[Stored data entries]
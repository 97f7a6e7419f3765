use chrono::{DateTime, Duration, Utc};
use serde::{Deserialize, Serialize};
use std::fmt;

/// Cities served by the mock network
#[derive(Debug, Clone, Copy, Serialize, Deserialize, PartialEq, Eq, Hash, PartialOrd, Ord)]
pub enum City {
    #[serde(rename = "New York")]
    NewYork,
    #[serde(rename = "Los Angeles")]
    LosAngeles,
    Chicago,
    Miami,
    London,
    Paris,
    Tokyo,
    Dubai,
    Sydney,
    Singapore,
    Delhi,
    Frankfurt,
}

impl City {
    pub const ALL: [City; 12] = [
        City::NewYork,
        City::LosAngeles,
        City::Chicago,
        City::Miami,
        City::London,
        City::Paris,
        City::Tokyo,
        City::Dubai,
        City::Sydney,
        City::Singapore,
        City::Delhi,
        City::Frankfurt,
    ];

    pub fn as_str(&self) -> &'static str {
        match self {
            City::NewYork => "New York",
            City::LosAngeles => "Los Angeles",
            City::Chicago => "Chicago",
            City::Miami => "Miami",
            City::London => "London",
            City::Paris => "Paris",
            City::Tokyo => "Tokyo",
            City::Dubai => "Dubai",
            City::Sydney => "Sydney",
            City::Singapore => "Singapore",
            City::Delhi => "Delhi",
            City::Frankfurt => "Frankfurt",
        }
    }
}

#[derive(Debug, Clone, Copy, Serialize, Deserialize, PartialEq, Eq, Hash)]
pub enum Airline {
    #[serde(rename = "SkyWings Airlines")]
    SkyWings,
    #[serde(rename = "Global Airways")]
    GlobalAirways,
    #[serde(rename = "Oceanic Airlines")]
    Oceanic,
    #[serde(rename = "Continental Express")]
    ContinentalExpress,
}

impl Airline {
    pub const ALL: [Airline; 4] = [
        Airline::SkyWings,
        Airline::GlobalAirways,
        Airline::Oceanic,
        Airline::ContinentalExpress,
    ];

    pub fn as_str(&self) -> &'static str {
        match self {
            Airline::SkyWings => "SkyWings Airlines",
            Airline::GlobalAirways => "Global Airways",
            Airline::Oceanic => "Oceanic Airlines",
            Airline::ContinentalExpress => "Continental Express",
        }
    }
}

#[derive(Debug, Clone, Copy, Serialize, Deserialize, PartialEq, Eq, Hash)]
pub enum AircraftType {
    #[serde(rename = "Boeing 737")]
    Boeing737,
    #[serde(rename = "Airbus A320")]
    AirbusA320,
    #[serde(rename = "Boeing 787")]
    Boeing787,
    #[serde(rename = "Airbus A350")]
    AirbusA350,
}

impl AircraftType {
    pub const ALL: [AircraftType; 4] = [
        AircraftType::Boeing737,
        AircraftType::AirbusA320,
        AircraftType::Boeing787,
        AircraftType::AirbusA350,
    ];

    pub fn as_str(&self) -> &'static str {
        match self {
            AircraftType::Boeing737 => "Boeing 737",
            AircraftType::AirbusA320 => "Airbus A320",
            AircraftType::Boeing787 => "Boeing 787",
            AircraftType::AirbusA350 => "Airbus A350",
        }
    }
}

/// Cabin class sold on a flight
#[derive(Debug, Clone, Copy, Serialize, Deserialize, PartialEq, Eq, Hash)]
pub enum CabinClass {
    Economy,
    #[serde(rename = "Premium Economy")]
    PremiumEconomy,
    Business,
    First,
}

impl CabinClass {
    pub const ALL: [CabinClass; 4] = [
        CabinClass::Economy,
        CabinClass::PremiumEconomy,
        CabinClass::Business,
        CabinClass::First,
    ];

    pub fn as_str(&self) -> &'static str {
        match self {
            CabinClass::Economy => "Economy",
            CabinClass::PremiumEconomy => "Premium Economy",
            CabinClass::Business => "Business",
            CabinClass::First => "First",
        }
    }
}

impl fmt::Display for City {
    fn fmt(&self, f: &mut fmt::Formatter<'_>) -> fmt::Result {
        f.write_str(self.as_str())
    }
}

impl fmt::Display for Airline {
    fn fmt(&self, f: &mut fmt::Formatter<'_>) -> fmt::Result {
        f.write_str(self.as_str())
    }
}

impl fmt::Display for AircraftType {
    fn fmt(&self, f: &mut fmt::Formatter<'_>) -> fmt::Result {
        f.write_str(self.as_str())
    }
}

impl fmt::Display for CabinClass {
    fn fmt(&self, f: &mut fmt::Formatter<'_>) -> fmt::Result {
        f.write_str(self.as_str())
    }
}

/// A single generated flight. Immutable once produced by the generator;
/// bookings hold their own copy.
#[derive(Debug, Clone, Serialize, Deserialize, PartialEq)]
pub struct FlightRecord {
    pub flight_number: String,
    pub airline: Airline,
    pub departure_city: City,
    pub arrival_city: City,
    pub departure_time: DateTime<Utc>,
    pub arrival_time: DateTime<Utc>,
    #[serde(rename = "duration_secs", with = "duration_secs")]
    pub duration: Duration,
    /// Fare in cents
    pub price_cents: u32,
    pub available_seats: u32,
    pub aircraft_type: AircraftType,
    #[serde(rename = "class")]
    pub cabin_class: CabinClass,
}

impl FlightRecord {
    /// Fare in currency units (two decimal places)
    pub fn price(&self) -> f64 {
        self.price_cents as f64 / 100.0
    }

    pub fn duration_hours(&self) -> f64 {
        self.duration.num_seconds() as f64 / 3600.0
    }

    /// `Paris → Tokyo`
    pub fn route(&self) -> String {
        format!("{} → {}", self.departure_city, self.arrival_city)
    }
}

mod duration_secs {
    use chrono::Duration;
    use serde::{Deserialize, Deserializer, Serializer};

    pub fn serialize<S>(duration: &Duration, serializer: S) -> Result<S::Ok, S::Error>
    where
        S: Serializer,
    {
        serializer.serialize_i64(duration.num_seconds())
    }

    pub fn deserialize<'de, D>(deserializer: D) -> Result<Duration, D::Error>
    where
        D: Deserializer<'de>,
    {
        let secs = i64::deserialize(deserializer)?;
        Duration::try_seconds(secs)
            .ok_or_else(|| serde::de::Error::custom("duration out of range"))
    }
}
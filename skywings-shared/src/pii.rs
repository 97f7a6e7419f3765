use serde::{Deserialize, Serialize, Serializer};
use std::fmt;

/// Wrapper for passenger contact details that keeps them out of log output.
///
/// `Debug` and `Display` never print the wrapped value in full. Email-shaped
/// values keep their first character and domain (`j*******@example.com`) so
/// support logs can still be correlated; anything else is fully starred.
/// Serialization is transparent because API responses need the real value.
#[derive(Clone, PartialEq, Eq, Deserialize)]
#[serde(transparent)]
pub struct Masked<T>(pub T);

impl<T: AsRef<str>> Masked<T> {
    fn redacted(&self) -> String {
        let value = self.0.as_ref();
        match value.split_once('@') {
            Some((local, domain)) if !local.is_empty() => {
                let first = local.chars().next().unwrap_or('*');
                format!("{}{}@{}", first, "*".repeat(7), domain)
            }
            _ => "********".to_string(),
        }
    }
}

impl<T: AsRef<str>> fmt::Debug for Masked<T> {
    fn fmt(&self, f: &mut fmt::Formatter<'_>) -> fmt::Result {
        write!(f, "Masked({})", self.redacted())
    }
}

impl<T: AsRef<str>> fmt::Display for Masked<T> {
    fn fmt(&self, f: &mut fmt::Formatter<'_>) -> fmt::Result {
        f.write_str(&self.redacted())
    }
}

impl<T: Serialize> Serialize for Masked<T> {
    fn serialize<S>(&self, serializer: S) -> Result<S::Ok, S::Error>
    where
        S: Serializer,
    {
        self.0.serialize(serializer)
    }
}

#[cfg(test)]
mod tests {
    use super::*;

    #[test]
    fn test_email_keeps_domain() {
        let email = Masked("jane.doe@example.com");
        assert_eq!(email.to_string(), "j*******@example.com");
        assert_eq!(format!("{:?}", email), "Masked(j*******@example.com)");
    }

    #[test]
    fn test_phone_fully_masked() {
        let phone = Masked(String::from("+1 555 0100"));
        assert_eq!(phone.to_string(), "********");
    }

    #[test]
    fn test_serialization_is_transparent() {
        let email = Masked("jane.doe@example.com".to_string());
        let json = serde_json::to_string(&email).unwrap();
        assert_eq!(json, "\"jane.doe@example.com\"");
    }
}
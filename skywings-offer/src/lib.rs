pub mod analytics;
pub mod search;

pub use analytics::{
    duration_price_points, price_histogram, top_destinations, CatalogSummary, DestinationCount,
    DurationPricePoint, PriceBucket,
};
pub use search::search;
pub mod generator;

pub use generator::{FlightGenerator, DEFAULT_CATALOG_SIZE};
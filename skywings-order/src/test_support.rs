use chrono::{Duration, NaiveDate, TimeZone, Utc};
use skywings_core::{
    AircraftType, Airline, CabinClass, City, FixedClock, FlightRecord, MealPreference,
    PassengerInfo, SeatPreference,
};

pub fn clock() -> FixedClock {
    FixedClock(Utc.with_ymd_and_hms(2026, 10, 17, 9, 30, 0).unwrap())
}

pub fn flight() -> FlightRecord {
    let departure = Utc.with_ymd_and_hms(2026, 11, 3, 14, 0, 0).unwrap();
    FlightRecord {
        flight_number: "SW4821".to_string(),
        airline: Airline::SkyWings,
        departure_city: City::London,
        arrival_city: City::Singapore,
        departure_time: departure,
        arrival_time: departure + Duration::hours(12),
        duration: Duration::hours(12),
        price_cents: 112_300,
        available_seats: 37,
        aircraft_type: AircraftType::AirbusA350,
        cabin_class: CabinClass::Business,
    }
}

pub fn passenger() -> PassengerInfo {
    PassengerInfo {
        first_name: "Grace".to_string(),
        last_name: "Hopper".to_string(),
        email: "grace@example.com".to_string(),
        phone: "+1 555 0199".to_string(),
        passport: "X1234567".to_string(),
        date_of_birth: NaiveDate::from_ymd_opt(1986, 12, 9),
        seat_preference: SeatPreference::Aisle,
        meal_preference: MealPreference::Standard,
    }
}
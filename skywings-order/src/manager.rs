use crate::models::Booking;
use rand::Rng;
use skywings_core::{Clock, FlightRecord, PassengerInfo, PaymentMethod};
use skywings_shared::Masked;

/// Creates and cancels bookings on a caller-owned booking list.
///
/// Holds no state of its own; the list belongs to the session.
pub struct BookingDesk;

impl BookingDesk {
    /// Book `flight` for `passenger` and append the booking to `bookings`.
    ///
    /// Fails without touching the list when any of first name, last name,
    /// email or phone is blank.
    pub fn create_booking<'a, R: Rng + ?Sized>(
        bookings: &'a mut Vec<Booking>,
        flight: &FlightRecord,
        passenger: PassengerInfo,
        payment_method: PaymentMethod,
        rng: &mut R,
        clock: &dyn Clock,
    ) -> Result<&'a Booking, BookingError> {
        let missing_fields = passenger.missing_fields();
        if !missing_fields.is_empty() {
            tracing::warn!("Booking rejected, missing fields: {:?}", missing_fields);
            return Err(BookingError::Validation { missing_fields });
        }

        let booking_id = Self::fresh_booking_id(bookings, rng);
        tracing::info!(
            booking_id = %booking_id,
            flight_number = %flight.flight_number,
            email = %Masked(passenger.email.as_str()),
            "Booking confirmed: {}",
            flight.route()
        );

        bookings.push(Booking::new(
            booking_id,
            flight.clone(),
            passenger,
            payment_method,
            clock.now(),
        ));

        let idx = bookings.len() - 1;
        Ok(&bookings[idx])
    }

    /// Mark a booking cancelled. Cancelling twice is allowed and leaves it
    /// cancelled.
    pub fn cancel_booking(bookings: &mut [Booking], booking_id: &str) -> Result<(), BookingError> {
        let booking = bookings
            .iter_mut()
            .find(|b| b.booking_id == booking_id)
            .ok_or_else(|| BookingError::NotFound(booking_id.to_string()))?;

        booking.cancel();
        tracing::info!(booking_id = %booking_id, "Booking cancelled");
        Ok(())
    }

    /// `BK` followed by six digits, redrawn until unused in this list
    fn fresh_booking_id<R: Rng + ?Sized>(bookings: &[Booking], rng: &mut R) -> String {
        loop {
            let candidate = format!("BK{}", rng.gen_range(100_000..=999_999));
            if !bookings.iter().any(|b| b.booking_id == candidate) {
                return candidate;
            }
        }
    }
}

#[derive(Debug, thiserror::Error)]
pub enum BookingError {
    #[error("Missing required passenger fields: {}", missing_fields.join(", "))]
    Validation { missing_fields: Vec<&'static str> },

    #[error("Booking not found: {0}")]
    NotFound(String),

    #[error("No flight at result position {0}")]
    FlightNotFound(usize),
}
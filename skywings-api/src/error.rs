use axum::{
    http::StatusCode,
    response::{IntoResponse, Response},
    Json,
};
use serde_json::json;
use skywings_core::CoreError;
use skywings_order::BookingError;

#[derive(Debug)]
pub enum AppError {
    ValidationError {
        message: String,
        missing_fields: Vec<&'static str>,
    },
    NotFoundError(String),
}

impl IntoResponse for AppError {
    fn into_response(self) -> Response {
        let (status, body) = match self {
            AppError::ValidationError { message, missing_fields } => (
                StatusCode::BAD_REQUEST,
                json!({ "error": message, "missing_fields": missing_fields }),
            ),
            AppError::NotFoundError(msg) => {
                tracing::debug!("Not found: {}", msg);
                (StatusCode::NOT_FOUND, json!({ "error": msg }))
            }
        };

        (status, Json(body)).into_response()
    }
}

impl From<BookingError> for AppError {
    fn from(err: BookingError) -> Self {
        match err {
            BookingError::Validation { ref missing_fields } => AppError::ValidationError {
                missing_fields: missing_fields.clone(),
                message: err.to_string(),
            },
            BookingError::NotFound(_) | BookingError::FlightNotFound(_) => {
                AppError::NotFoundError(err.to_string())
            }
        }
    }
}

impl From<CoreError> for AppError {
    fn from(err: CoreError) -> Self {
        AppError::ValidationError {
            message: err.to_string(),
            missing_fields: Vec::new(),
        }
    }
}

§ **EXERCISE PROMPT**
Scan the records for the word "tracing", and copy each line where it is found.

§ **RESULT BELOW**
            tracing::warn!("Booking rejected, missing fields: {:?}", missing_fields);
        tracing::info!(
        tracing::info!(booking_id = %booking_id, "Booking cancelled");
                tracing::debug!("Not found: {}", msg);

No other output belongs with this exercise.